### ASSIGNMENT
Find each line below containing the word "QueueEntry" and copy it.
════════
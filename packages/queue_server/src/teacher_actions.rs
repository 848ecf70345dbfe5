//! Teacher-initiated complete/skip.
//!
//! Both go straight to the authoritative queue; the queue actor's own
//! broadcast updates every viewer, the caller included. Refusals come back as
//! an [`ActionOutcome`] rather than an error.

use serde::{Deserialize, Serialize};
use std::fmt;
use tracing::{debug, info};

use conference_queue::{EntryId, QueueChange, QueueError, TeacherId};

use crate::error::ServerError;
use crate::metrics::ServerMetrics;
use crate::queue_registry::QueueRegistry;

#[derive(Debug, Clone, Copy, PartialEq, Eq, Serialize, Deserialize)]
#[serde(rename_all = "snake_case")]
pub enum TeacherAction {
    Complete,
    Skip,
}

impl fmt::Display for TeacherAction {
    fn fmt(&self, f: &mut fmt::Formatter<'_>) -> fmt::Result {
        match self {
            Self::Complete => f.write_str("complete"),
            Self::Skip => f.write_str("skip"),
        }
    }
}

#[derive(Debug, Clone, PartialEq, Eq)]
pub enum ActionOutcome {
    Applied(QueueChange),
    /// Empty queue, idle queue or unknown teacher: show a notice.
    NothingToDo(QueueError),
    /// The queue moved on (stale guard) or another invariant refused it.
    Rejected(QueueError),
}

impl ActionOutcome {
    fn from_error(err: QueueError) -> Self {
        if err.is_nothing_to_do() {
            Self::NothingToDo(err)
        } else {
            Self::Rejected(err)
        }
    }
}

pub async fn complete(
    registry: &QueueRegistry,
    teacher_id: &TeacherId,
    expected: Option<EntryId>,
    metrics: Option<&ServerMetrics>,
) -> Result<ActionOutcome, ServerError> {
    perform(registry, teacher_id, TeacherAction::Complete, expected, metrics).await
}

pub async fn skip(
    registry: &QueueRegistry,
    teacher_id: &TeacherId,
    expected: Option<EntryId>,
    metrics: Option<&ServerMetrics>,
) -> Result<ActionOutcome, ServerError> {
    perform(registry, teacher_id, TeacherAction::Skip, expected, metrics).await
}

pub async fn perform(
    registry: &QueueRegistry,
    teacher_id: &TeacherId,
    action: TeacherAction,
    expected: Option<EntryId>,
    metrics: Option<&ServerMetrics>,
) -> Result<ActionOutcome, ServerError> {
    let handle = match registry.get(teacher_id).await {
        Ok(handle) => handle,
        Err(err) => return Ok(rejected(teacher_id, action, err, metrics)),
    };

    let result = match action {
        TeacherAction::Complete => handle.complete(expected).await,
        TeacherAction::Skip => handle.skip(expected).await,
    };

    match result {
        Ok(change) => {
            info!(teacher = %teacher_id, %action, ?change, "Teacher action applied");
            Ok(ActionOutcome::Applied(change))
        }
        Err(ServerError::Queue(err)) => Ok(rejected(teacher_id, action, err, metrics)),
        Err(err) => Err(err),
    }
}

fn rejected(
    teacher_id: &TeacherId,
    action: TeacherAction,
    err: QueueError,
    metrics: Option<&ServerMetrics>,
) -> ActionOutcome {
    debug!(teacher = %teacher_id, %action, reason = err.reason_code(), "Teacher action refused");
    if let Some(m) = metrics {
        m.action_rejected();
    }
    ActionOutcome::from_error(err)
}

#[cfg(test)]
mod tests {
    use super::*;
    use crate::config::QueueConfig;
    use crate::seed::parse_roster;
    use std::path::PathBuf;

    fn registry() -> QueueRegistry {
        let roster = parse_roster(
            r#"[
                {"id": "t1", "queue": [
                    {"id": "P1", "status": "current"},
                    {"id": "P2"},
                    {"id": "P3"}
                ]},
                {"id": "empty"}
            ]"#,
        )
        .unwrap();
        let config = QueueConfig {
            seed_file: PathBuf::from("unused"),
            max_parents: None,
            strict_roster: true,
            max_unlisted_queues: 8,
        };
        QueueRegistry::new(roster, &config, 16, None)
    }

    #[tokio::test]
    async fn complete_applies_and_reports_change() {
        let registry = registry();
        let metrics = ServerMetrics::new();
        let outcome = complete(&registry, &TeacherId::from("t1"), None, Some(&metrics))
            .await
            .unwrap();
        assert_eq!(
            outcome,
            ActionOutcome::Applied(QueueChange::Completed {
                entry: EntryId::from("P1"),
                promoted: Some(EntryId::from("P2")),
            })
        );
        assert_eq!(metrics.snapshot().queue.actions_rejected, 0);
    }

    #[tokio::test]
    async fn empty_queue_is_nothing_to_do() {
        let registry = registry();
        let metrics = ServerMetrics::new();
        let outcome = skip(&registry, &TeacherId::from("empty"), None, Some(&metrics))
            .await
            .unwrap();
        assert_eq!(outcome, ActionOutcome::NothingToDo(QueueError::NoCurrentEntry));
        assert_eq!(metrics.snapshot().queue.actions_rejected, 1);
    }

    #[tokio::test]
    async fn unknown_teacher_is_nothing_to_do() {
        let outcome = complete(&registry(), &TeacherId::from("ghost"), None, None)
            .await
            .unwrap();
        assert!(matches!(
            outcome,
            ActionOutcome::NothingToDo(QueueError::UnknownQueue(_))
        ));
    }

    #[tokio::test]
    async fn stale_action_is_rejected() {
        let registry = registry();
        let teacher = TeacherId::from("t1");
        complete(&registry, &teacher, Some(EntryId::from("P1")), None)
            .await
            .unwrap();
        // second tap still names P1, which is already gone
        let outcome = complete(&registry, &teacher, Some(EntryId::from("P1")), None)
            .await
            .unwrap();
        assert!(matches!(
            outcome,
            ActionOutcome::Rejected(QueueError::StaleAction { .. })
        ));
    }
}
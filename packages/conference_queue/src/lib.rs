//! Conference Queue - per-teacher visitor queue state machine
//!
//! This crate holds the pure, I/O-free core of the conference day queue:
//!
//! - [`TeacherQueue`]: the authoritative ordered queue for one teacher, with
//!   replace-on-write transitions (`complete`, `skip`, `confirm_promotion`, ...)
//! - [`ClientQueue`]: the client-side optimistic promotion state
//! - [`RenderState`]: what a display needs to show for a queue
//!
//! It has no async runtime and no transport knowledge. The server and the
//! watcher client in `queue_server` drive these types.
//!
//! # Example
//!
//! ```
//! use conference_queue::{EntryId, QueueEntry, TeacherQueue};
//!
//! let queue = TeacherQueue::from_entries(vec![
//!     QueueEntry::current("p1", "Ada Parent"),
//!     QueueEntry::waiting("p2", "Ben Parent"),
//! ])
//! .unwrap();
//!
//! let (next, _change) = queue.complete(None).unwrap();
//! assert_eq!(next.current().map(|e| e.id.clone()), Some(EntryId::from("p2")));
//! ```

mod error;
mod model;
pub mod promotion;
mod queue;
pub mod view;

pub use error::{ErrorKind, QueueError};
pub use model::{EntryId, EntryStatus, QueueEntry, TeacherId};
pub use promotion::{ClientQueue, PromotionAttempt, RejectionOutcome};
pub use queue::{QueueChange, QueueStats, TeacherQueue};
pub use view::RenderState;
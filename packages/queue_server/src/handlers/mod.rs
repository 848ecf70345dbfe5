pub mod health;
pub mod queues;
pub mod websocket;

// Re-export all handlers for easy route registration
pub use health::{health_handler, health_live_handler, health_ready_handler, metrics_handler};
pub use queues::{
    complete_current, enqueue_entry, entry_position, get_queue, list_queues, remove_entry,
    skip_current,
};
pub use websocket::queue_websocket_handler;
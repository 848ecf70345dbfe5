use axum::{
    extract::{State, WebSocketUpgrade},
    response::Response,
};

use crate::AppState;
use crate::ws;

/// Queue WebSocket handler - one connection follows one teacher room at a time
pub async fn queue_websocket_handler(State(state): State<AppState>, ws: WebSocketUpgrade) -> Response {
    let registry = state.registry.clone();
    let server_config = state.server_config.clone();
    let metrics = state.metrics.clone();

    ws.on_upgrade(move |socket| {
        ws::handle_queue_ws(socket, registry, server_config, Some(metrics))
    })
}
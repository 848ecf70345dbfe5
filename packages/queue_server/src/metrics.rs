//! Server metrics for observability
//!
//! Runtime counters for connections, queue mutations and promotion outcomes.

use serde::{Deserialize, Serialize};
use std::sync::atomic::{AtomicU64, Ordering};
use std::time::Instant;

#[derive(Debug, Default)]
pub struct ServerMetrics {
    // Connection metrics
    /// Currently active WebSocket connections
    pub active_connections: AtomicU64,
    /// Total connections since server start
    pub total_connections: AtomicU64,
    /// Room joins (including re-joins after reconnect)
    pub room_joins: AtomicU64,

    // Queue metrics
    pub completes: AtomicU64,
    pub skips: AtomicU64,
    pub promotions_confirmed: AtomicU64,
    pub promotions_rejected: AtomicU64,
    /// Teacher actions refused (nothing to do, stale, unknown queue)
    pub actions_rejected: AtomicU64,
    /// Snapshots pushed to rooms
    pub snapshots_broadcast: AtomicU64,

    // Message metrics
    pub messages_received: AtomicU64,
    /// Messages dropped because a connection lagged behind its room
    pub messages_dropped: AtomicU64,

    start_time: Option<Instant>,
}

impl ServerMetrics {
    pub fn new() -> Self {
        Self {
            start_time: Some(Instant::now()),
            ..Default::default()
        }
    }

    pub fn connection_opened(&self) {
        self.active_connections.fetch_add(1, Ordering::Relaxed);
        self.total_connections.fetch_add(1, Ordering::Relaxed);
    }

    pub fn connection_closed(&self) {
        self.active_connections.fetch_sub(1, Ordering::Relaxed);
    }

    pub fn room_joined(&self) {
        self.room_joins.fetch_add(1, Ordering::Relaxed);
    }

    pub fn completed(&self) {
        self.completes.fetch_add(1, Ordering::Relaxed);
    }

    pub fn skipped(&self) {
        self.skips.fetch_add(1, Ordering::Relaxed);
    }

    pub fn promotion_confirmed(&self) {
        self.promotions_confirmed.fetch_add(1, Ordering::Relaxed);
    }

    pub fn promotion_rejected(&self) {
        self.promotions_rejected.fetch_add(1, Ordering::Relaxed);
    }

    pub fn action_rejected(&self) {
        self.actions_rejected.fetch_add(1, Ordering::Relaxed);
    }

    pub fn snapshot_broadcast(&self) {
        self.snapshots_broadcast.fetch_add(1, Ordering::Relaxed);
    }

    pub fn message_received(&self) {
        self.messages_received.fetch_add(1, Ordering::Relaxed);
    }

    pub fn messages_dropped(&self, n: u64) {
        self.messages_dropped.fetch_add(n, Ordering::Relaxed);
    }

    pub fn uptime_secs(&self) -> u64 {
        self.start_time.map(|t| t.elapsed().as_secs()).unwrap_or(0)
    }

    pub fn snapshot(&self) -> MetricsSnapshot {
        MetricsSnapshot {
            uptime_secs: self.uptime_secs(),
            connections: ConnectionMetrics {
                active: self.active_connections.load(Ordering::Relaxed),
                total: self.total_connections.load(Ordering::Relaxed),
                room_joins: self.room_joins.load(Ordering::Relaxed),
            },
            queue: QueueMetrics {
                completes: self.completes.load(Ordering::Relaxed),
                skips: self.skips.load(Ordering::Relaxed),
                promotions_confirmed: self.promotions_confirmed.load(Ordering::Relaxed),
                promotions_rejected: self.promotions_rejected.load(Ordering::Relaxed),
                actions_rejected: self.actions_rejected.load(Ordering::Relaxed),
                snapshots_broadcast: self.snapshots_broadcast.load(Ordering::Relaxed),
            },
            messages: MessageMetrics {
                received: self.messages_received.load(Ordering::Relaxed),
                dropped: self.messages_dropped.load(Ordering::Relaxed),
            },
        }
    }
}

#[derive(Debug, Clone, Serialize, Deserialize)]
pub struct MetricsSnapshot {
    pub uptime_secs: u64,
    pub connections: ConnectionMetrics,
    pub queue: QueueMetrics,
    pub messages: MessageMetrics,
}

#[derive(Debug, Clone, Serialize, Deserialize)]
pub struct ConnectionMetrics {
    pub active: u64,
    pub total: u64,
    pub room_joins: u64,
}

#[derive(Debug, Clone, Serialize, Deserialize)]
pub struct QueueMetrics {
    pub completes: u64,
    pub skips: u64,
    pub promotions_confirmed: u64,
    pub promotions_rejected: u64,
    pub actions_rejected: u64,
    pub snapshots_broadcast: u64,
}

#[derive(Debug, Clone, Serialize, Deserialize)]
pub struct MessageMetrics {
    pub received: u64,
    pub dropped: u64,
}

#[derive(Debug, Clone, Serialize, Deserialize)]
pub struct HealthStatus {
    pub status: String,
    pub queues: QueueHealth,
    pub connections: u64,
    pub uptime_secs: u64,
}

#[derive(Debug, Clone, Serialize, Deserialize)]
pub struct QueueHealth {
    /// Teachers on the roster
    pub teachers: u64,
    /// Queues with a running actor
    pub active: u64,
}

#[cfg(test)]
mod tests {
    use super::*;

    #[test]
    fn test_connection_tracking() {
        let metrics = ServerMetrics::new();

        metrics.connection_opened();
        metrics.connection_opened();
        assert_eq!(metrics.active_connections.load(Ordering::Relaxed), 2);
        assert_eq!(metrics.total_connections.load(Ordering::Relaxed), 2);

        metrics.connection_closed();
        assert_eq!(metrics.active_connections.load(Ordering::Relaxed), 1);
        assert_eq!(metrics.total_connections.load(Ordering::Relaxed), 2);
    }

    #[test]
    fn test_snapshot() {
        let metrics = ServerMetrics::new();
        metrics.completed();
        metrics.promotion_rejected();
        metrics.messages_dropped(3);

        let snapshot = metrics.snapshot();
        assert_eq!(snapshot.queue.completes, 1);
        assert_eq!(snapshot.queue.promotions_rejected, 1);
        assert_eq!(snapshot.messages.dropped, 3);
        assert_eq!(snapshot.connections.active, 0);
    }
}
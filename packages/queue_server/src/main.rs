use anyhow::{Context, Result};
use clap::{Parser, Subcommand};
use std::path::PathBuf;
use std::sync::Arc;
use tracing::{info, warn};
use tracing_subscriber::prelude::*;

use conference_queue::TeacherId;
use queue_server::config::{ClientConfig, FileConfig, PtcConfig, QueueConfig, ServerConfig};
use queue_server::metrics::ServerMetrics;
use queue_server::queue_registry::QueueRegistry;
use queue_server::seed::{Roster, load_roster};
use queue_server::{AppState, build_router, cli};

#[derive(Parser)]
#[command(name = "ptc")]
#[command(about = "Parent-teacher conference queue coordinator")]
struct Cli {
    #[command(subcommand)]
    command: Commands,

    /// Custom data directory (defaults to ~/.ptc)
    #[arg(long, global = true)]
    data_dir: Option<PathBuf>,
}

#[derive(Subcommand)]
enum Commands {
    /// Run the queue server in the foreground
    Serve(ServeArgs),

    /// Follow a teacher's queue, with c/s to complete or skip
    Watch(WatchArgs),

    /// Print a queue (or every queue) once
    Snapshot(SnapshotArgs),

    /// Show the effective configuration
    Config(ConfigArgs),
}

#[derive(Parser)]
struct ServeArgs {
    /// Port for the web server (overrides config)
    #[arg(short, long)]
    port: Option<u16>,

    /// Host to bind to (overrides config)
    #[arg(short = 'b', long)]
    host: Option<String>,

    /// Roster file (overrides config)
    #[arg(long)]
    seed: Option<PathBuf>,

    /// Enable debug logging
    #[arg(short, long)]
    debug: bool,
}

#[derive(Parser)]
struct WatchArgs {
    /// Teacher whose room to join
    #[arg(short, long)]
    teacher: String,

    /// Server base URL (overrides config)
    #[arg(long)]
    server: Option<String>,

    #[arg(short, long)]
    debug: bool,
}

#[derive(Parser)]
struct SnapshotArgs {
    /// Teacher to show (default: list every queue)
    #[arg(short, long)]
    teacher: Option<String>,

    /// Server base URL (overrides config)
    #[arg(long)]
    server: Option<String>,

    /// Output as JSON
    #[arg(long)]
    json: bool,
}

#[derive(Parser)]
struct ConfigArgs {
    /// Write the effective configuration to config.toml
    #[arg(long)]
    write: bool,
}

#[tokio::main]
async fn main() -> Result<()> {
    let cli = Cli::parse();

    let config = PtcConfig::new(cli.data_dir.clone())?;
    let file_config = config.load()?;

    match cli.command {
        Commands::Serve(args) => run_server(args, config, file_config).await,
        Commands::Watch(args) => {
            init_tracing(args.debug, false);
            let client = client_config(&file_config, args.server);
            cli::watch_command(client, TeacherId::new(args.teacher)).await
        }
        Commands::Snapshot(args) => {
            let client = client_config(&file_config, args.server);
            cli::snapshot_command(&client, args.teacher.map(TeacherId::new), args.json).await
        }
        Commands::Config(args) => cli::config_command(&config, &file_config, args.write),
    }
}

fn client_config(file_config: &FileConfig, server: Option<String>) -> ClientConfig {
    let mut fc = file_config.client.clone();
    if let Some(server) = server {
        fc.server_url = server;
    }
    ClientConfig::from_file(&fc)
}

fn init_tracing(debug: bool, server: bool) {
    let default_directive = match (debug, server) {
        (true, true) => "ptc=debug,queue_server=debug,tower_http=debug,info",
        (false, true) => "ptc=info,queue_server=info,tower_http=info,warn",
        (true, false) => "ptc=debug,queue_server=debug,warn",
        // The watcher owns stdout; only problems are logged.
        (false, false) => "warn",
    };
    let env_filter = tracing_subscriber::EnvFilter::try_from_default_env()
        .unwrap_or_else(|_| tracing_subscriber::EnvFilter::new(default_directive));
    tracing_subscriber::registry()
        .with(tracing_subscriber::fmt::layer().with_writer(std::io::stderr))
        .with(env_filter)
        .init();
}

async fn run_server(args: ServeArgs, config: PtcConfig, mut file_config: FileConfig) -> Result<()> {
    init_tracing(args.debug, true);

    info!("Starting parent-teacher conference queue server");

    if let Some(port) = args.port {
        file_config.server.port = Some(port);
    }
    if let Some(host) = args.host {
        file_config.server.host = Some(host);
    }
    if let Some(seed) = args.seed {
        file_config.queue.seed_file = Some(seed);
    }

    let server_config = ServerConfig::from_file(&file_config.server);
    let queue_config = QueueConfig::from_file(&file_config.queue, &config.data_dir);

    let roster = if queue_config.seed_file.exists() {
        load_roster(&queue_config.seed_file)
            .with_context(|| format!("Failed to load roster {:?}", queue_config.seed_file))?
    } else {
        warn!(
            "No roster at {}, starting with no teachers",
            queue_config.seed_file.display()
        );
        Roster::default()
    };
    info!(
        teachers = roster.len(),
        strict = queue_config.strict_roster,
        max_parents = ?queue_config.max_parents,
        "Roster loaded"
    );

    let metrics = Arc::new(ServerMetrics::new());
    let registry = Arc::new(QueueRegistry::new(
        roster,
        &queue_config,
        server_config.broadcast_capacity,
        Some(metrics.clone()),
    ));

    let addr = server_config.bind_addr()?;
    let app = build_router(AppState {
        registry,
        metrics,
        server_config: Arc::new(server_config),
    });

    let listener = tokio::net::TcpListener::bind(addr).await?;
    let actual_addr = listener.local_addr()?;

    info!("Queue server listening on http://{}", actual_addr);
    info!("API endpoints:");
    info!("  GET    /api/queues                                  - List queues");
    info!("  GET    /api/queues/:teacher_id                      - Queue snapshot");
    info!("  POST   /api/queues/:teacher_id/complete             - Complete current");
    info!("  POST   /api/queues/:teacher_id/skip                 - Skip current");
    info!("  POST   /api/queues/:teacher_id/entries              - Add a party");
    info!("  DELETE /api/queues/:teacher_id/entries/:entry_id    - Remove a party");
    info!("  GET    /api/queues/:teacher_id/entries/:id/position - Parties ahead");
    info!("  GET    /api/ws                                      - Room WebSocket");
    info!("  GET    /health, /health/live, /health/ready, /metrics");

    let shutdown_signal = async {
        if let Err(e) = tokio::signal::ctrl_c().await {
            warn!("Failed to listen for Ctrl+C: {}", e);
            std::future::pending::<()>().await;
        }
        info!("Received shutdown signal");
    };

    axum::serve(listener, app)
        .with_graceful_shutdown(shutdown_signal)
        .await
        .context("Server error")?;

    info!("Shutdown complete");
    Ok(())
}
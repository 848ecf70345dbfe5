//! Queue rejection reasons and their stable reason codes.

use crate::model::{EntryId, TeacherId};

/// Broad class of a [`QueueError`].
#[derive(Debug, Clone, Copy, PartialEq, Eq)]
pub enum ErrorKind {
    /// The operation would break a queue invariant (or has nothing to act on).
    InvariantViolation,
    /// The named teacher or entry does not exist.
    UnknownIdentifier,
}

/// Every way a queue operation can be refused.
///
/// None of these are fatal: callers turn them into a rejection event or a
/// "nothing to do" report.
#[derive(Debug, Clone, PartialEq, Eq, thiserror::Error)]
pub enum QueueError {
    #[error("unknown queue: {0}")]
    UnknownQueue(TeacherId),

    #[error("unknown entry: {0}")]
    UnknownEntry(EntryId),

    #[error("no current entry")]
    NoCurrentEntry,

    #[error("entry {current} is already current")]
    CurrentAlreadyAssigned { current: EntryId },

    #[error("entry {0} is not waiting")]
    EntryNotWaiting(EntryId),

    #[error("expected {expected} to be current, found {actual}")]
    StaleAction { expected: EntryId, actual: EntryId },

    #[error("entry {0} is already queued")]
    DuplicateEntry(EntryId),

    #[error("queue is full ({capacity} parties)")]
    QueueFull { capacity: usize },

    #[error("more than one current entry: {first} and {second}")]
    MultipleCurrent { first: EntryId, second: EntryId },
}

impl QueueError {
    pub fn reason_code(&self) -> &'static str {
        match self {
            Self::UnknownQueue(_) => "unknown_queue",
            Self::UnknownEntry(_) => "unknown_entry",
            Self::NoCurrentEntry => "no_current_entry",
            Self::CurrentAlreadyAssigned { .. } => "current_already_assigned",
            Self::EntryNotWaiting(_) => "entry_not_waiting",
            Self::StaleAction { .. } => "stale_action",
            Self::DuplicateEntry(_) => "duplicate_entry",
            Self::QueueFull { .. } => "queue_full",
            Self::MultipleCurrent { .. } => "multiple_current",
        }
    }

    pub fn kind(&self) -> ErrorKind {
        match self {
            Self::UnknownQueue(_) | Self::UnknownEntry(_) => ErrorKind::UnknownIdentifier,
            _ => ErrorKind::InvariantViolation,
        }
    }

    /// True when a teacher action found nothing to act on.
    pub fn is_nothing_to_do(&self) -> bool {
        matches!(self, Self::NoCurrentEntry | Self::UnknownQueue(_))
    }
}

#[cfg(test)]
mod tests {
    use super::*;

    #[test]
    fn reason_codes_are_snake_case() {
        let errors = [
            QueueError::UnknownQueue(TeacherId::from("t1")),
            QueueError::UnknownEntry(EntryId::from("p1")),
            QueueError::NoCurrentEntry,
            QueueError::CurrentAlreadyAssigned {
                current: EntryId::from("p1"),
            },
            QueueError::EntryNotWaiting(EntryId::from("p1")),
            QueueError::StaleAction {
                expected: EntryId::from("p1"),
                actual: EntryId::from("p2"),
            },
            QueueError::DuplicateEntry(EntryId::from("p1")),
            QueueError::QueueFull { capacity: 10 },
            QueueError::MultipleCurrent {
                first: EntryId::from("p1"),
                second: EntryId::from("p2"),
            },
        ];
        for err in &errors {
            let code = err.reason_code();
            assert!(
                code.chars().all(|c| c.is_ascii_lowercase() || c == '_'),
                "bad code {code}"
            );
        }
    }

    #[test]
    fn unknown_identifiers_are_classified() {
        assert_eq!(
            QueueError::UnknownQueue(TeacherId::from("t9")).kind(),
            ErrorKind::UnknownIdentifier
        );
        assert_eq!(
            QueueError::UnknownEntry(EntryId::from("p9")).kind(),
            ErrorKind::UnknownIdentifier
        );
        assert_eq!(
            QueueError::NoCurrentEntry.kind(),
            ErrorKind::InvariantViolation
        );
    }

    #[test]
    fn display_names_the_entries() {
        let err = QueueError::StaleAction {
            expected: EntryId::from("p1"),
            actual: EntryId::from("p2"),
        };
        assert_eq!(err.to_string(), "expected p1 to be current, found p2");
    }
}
════════
### PROBLEM SOLUTION
//! use conference_queue::{EntryId, QueueEntry, TeacherQueue};
//!     QueueEntry::current("p1", "Ada Parent"),
//!     QueueEntry::waiting("p2", "Ben Parent"),
pub use model::{EntryId, EntryStatus, QueueEntry, TeacherId};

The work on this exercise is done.